News reports indicate that the Carlyle Group, a large and successful private equity firm, has priced its IPO at slightly below the initially expected range. Apparently, the firm met with some skepticism from investors about their offering, and more generally, the prospect of investing in publicly traded private equity firms.
Dan Primack of Fortune has written an article about investing in these IPOs. To start his article, he writes:
Shortly after the Blackstone Group went public in mid-2007, I advised
friends not to buy the stock. Investors didn't seem to understand how
private equity firms like Blackstone should be valued, as illustrated by
a 6% share price bump in the days after Blackstone agreed to acquire
Hilton Hotels. Private equity firms recognize value when they sell
assets, not when they acquire assets, I argued. They aren't
conglomerates that generate margin via economies of scale.
I'm quite confused by the comment. How precisely is a private equity firm different than a conglomerate? Both own a variety of unrelated businesses. Conglomerates don't achieve economies of scale. In a developed market such as the United States or Western Europe, how can one achieve scale economies by acquiring unrelated businesses? You simply cannot!

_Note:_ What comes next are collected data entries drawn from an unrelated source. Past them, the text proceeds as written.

//! # Message Catalog
//!
//! Maps a result code to a human-readable sentence. The catalog is a plain
//! value handed to the dispatcher at construction; there is no global
//! resource bundle.
//!
//! ## Fallback
//! ```text
//! resolve("SERVER_ERROR_IO")       → "An error occurred ... IO (Reading or Writing) error."
//! resolve("SOME_FUTURE_CODE")      → "SOME_FUTURE_CODE"
//! for_locale("fr_FR")              → en_AU catalog
//! ```

use std::collections::HashMap;

use crate::codes;

/// English (Australia) sentences for every known result code.
const EN_AU: &[(&str, &str)] = &[
    (codes::SUCCESS, "API endpoint was successfully called."),
    (codes::FAILURE, "An error occurred when the API endpoint was called."),
    (codes::ERROR_UNKNOWN, "An unknown or non-specified error occurred when calling the API endpoint."),
    (codes::ERROR_MALFORMED_URL, "An error occurred when calling the API endpoint due to URL being not correctly set."),
    (codes::ERROR_RESPONSE, "An error occurred when calling the API endpoint due to the server returning a bad response. The platform's API may be unavailable, under heavy load, or a network connection error could be occurring."),
    (codes::ERROR_REQUEST_PROTOCOL, "An error occurred when calling the API endpoint due to an issue with the protocol used to call the endpoint."),
    (codes::ERROR_CONNECTION, "An error occurred when calling the API endpoint due to an issue with connecting to the platform's servers. Check that your internet connection is available and no other networking issues are occurring."),
    (codes::ERROR_IO, "An error occurred when calling the API endpoint due to an IO (Reading or Writing) error."),
    (codes::ERROR_ORG_NOT_FOUND, "An error occurred when calling the API endpoint since no organisation could be found matching the ID given."),
    (codes::ERROR_INCORRECT_API_CREDENTIALS, "An error occurred when calling the API endpoint due to incorrect API credentials being given for the organisation."),
    (codes::ERROR_ORG_INACTIVE, "An error occurred when calling the API endpoint due to the organisation being inactive or deleted from the platform."),
    (codes::ERROR_SESSION_INVALID, "An error occurred when calling the API endpoint due to the API session not existing or previously destroyed."),
    (codes::ERROR_INVALID_NOTIFICATION_CATEGORY, "An error occurred when calling the API endpoint due to an incorrect notification category been given to it."),
    (codes::ERROR_NO_ORG_PEOPLE_TO_NOTIFY, "An error occurred when calling the API endpoint due to no people being configured in the organisation to receive the notification."),
    (codes::ERROR_INSUFFICIENT_CREDIT, "An error occurred when calling the API endpoint due to the organisation having insufficient trading tokens in the platform to process the request."),
    (codes::ERROR_SECURITY_CERTIFICATE_NOT_FOUND, "An error occurred when calling the API endpoint due to the organisation's security certificate not able to found or does not exist."),
    (codes::ERROR_SENDER_DOES_NOT_MATCH_CERTIFICATE_COMMON_NAME, "An error occurred when calling the API endpoint, due to the common name set in the organisation's security certificate not matching the IP address of the internet connection used to call the endpoint"),
    (codes::ERROR_DATA_IMPORT_MISSING_IMPORT_TYPE, "An error occurred when calling the API endpoint due to no data type set indicating the kind of data being imported."),
    (codes::ERROR_DATA_IMPORT_MAX_IMPORTS_RUNNING, "An error occurred when calling the API endpoint due to the maximum number of data imports being run over a short period of time. Wait a while before calling the endpoint again and consider calling the endpoint less often."),
    (codes::ERROR_DATA_IMPORT_BUSY, "An error occurred when calling the API endpoint due to another data import already running or the API is busy processing other requests."),
    (codes::ERROR_DATA_IMPORT_NOT_FOUND, "An error occurred when calling the API endpoint due to an incorrect or unsupported data type being set."),
    (codes::ERROR_DATA_JSON_WRONG_CONTENT_TYPE, "An error occurred when calling the API endpoint due to the content type in the request headers not being set to application/json, specifying that data imported is in the JSON data format."),
    (codes::ERROR_DATA_JSON_MALFORMED, "An error occurred when calling the API endpoint due to the data being imported in the JSON data format not able to be processed, because it has not been correctly formed. Check for syntax errors with the JSON data."),
    (codes::ERROR_ESD_DOCUMENT_HEADER_MALFORMED, "An error occurred when calling the API endpoint due to the Ecommerce Standards Document uploaded missing an opening bracket in its JSON data."),
    (codes::ERROR_ESD_DOCUMENT_HEADER_MISSING_ATTRIBUTES, "An error occurred when calling the API endpoint due to the Ecommerce Standards Document being uploaded missing the dataRecords attribute that should contain the record data to import."),
    (codes::ERROR_DATA_IMPORT_ABORTED, "An error occurred when calling the API endpoint due to the data import being aborted. It may have been aborted by a person or by the platform."),
    (codes::ERROR_ESD_DOCUMENT_UNSUCCESSFUL, "An error occurred when calling the API endpoint due to Ecommerce Standards Document failing to import. Check that the document was correctly formed."),
    (codes::ERROR_ESD_DOCUMENT_NO_RECORD, "An error occurred when calling the API endpoint due to Ecommerce Standards Document not containing any records to import. Look to add one or more records to the document."),
    (codes::ERROR_ORDER_PRODUCT_NOT_MATCHED, "An error occurred when calling the API endpoint due to one or more order lines not matching a product of the supplying organisation."),
    (codes::ERROR_ORDER_PRODUCT_NOT_MAPPED, "An error occurred when calling the API endpoint due to one or more order lines not being mapped to a product of the supplying organisation."),
    (codes::ERROR_ORDER_LINE_PRICING_MISSING, "An error occurred when calling the API endpoint due to one or more order lines not having a price available for the customer account."),
    (codes::ERROR_ORDER_SURCHARGE_NOT_FOUND, "An error occurred when calling the API endpoint due to one or more order surcharges not matching a surcharge of the supplying organisation."),
    (codes::ERROR_ORDER_SURCHARGE_PRICING_MISSING, "An error occurred when calling the API endpoint due to one or more order surcharges not having a price available for the customer account."),
    (codes::ERROR_ORDER_PAYMENT_NOT_MATCHED, "An error occurred when calling the API endpoint due to one or more order payments not matching a payment type of the supplying organisation."),
    (codes::ERROR_INVOICE_PRODUCT_NOT_MAPPED, "An error occurred when calling the API endpoint due to one or more invoice lines not being mapped to a product of the customer organisation."),
    (codes::ERROR_INVOICE_LINE_TAXCODE_NOT_MAPPED, "An error occurred when calling the API endpoint due to one or more invoice lines having a tax code that is not mapped to a tax code of the customer organisation."),
    (codes::ERROR_INVOICE_SURCHARGE_NOT_MAPPED, "An error occurred when calling the API endpoint due to one or more invoice surcharges not being mapped to a surcharge of the customer organisation."),
    (codes::ERROR_INVOICE_SURCHARGE_TAXCODE_NOT_MAPPED, "An error occurred when calling the API endpoint due to one or more invoice surcharges having a tax code that is not mapped to a tax code of the customer organisation."),
];

/// Bundled locales and their tables.
const BUNDLED: &[(&str, &[(&str, &str)])] = &[("en_AU", EN_AU)];

/// Result code → localized message table.
#[derive(Debug, Clone, Default, PartialEq, Eq)]
pub struct MessageCatalog {
    locale: String,
    messages: HashMap<String, String>,
}

impl MessageCatalog {
    /// Creates a catalog from an explicit table.
    pub fn new(locale: impl Into<String>, messages: HashMap<String, String>) -> Self {
        MessageCatalog {
            locale: locale.into(),
            messages,
        }
    }

    /// The built-in English (Australia) catalog.
    pub fn en_au() -> Self {
        Self::from_table(crate::DEFAULT_LOCALE, EN_AU)
    }

    fn from_table(locale: &str, table: &[(&str, &str)]) -> Self {
        let messages = table
            .iter()
            .map(|(code, message)| (code.to_string(), message.to_string()))
            .collect();
        MessageCatalog::new(locale, messages)
    }

    /// Returns the built-in catalog for `locale`, falling back to en_AU.
    ///
    /// Locale names are matched case-insensitively and accept either `_` or
    /// `-` as separator (`en_AU`, `en-au`).
    pub fn for_locale(locale: &str) -> Self {
        let normalized = locale.trim().replace('-', "_");
        BUNDLED
            .iter()
            .find(|(name, _)| name.eq_ignore_ascii_case(&normalized))
            .map(|(name, table)| Self::from_table(name, table))
            .unwrap_or_else(MessageCatalog::en_au)
    }

    /// Adds or replaces one entry.
    pub fn with_message(mut self, code: impl Into<String>, message: impl Into<String>) -> Self {
        self.messages.insert(code.into(), message.into());
        self
    }

    /// Returns the catalog's locale name.
    pub fn locale(&self) -> &str {
        &self.locale
    }

    /// Returns the message for `code`, if the catalog has one.
    pub fn lookup(&self, code: &str) -> Option<&str> {
        self.messages.get(code).map(String::as_str)
    }

    /// Returns the message for `code`, or the code itself when unknown.
    pub fn resolve(&self, code: &str) -> String {
        self.lookup(code).unwrap_or(code).to_string()
    }

    /// Returns true if a message exists for `code`.
    pub fn contains(&self, code: &str) -> bool {
        self.messages.contains_key(code)
    }
}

Let's get to the heart of the matter then. Private equity firms do create value in society, and they do differ from publicly traded conglomerates. How? In many ways, when private equity firms gained prominence, they offered a better governance model than publicly traded corporations. Many publicly traded firms suffer from high agency costs that come with the separation of ownership and control. Private equity ownership of a business reduces agency costs and reduces the clash of interests that often exists between CEOs and shareholders of publicly traded corporations. If' that's a major advantage of a private equity firm, then what do we make of taking these private equity firms public? Well, I would argue that such public offerings counteract one of the key benefits that private equity firms bring to the table. They would seem to interest a layer of agency problems at the top, offsetting some of the very governance benefits that private equity firms bring to the companies in their portfolio.